> _Task instructions_
Once the line containing "for unknown categories." has been printed, stop; print every line before it exactly, starting at the top of the material below.

> _Listed entries_
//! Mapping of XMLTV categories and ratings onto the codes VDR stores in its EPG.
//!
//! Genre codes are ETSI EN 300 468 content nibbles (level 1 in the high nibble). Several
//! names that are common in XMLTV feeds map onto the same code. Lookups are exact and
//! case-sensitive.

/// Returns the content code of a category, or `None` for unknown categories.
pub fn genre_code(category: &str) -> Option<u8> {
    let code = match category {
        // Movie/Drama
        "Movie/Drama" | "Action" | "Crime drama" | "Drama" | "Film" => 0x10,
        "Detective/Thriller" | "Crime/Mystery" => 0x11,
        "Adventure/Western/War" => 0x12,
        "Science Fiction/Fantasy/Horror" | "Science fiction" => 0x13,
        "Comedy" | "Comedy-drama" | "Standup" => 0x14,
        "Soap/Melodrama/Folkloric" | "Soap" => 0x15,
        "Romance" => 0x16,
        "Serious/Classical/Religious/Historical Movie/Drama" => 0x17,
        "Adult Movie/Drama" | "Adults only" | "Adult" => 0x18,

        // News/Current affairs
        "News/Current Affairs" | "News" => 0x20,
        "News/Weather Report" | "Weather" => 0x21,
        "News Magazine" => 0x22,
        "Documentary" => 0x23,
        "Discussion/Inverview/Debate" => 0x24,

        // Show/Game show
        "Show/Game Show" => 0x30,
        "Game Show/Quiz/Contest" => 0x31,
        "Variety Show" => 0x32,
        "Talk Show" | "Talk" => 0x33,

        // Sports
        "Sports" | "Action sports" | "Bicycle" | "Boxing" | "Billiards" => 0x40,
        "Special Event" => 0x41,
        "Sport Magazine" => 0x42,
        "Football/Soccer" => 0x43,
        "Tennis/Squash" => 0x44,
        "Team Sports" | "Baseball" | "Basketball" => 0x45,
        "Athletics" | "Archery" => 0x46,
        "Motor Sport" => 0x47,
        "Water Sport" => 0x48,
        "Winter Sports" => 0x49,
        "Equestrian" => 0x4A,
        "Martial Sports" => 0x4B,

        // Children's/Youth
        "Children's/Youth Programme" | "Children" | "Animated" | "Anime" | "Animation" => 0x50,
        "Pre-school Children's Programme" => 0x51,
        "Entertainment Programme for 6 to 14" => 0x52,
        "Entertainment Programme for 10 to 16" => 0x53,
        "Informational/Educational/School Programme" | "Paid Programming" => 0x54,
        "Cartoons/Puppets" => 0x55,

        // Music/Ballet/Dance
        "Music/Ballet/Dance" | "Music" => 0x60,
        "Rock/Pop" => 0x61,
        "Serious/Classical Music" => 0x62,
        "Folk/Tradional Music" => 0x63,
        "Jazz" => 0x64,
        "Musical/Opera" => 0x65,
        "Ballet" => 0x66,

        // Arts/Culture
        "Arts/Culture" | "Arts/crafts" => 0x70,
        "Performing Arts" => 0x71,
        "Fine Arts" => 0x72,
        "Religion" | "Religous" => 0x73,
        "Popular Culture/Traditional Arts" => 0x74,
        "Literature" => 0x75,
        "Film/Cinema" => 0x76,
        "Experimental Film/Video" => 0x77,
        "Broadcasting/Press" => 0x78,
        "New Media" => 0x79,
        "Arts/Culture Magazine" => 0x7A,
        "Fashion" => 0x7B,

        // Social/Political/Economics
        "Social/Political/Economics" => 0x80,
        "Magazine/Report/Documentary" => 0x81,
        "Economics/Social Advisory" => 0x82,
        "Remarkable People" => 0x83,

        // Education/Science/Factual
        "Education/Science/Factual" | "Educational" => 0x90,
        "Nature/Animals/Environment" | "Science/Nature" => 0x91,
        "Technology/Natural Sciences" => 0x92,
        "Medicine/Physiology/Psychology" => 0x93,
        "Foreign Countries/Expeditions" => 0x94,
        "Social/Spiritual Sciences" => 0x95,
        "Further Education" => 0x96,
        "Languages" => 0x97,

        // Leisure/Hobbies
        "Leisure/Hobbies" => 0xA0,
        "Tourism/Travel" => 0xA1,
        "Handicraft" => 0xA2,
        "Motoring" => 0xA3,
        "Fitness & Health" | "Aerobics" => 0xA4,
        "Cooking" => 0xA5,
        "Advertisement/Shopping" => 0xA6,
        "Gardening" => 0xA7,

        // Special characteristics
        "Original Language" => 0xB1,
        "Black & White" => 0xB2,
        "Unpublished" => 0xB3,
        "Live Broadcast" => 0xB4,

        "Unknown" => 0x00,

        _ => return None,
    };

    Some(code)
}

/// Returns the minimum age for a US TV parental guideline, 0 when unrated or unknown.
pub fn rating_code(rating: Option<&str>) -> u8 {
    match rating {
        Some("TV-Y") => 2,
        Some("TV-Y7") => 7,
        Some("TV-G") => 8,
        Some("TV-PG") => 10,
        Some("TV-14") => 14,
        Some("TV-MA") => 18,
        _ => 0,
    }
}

> _Result below_
//! Mapping of XMLTV categories and ratings onto the codes VDR stores in its EPG.
//!
//! Genre codes are ETSI EN 300 468 content nibbles (level 1 in the high nibble). Several
//! names that are common in XMLTV feeds map onto the same code. Lookups are exact and
//! case-sensitive.

/// Returns the content code of a category, or `None` for unknown categories.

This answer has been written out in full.